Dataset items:
⟨

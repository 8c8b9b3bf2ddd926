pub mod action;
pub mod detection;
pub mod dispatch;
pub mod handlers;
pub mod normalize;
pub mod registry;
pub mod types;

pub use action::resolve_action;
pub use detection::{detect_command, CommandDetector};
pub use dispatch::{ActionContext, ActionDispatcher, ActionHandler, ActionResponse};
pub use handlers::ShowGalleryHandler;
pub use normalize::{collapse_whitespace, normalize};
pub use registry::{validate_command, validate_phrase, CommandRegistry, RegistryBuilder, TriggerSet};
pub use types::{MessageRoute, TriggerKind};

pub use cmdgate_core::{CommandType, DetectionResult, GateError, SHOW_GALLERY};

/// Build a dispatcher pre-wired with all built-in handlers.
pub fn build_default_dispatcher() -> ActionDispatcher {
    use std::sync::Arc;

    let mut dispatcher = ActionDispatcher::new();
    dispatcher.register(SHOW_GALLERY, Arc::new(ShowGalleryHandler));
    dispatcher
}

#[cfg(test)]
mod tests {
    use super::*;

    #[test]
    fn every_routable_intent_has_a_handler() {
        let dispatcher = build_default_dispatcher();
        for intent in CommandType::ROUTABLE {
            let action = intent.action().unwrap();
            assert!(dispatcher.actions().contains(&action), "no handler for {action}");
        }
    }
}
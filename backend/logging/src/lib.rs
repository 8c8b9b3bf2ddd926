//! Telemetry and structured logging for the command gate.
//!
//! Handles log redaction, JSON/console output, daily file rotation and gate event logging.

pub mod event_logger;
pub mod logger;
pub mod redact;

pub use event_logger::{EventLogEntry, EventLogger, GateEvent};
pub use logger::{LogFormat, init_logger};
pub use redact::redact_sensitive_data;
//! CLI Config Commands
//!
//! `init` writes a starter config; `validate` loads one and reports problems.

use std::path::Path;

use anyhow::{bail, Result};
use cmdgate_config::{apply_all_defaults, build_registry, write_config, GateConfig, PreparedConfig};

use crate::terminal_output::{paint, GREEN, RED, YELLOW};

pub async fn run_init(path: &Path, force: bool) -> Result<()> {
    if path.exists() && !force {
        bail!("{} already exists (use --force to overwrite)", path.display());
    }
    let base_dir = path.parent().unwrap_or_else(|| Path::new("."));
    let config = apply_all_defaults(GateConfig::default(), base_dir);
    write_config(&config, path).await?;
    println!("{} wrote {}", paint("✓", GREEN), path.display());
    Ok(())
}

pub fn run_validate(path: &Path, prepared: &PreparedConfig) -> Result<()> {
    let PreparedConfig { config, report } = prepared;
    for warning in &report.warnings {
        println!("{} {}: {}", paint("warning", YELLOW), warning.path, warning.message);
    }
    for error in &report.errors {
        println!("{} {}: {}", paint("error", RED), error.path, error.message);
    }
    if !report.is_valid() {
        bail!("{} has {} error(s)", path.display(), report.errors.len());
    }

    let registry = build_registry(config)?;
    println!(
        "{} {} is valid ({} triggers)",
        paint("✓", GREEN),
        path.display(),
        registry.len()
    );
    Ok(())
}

⟩

*Your assignment:* Give only the lines from the one holding "all built-in handlers." through the one holding "for warning in", each restated exactly as it appears above.

*Finished task:*
/// Build a dispatcher pre-wired with all built-in handlers.
pub fn build_default_dispatcher() -> ActionDispatcher {
    use std::sync::Arc;

    let mut dispatcher = ActionDispatcher::new();
    dispatcher.register(SHOW_GALLERY, Arc::new(ShowGalleryHandler));
    dispatcher
}

#[cfg(test)]
mod tests {
    use super::*;

    #[test]
    fn every_routable_intent_has_a_handler() {
        let dispatcher = build_default_dispatcher();
        for intent in CommandType::ROUTABLE {
            let action = intent.action().unwrap();
            assert!(dispatcher.actions().contains(&action), "no handler for {action}");
        }
    }
}
filename backend/logging/src/lib.rs
repository 8c8b9b3bf2ddd926
//! Telemetry and structured logging for the command gate.
//!
//! Handles log redaction, JSON/console output, daily file rotation and gate event logging.

pub mod event_logger;
pub mod logger;
pub mod redact;

pub use event_logger::{EventLogEntry, EventLogger, GateEvent};
pub use logger::{LogFormat, init_logger};
pub use redact::redact_sensitive_data;
//! CLI Config Commands
//!
//! `init` writes a starter config; `validate` loads one and reports problems.

use std::path::Path;

use anyhow::{bail, Result};
use cmdgate_config::{apply_all_defaults, build_registry, write_config, GateConfig, PreparedConfig};

use crate::terminal_output::{paint, GREEN, RED, YELLOW};

pub async fn run_init(path: &Path, force: bool) -> Result<()> {
    if path.exists() && !force {
        bail!("{} already exists (use --force to overwrite)", path.display());
    }
    let base_dir = path.parent().unwrap_or_else(|| Path::new("."));
    let config = apply_all_defaults(GateConfig::default(), base_dir);
    write_config(&config, path).await?;
    println!("{} wrote {}", paint("✓", GREEN), path.display());
    Ok(())
}

pub fn run_validate(path: &Path, prepared: &PreparedConfig) -> Result<()> {
    let PreparedConfig { config, report } = prepared;
    for warning in &report.warnings {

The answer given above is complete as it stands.